● **Data to examine**:
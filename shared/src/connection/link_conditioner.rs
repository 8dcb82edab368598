use std::collections::VecDeque;

use crate::game_time::GameInstant;

/// Simulated network conditions applied to outgoing packets
#[derive(Clone, Copy, Debug, PartialEq)]
pub struct LinkConditionerConfig {
    /// Chance, from 0.0 to 1.0, that a packet is silently dropped
    pub packet_loss: f32,
    /// Milliseconds every packet is held before it is sent
    pub ping_ms: u32,
}

impl LinkConditionerConfig {
    pub fn new(packet_loss: f32, ping_ms: u32) -> Self {
        Self {
            packet_loss: packet_loss.clamp(0.0, 1.0),
            ping_ms,
        }
    }

    pub fn is_active(&self) -> bool {
        self.packet_loss > 0.0 || self.ping_ms > 0
    }
}

/// Drops and delays outgoing packets according to a [`LinkConditionerConfig`].
/// A dropped packet still leaves its notify behind, so it resolves as lost
/// through the normal ack path.
pub struct LinkConditioner {
    config: LinkConditionerConfig,
    rng: fastrand::Rng,
    delayed: VecDeque<(GameInstant, Vec<u8>)>,
}

impl LinkConditioner {
    pub fn new(config: LinkConditionerConfig, seed: Option<u64>) -> Self {
        let rng = match seed {
            Some(seed) => fastrand::Rng::with_seed(seed),
            None => fastrand::Rng::new(),
        };
        Self {
            config,
            rng,
            delayed: VecDeque::new(),
        }
    }

    pub fn config(&self) -> &LinkConditionerConfig {
        &self.config
    }

    pub fn set_config(&mut self, config: LinkConditionerConfig) {
        self.config = config;
    }

    pub fn should_drop(&mut self) -> bool {
        self.config.packet_loss > 0.0 && self.rng.f32() < self.config.packet_loss
    }

    pub fn is_delaying(&self) -> bool {
        self.config.ping_ms > 0
    }

    pub fn delay(&mut self, now: GameInstant, packet: Vec<u8>) {
        let due = now.add_millis(self.config.ping_ms);
        self.delayed.push_back((due, packet));
    }

    /// Packets whose delay has elapsed, in send order
    pub fn take_due(&mut self, now: GameInstant) -> Vec<Vec<u8>> {
        let mut due = Vec::new();
        while let Some((release, _)) = self.delayed.front() {
            if !now.has_reached(release) {
                break;
            }
            if let Some((_, packet)) = self.delayed.pop_front() {
                due.push(packet);
            }
        }
        due
    }
}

● **Your instructions**: Your reply should be a verbatim retyping of the lines from the one that holds "let rng = match" through the last line of the entries.

● **Solution for this exercise**:
        let rng = match seed {
            Some(seed) => fastrand::Rng::with_seed(seed),
            None => fastrand::Rng::new(),
        };
        Self {
            config,
            rng,
            delayed: VecDeque::new(),
        }
    }

    pub fn config(&self) -> &LinkConditionerConfig {
        &self.config
    }

    pub fn set_config(&mut self, config: LinkConditionerConfig) {
        self.config = config;
    }

    pub fn should_drop(&mut self) -> bool {
        self.config.packet_loss > 0.0 && self.rng.f32() < self.config.packet_loss
    }

    pub fn is_delaying(&self) -> bool {
        self.config.ping_ms > 0
    }

    pub fn delay(&mut self, now: GameInstant, packet: Vec<u8>) {
        let due = now.add_millis(self.config.ping_ms);
        self.delayed.push_back((due, packet));
    }

    /// Packets whose delay has elapsed, in send order
    pub fn take_due(&mut self, now: GameInstant) -> Vec<Vec<u8>> {
        let mut due = Vec::new();
        while let Some((release, _)) = self.delayed.front() {
            if !now.has_reached(release) {
                break;
            }
            if let Some((_, packet)) = self.delayed.pop_front() {
                due.push(packet);
            }
        }
        due
    }
}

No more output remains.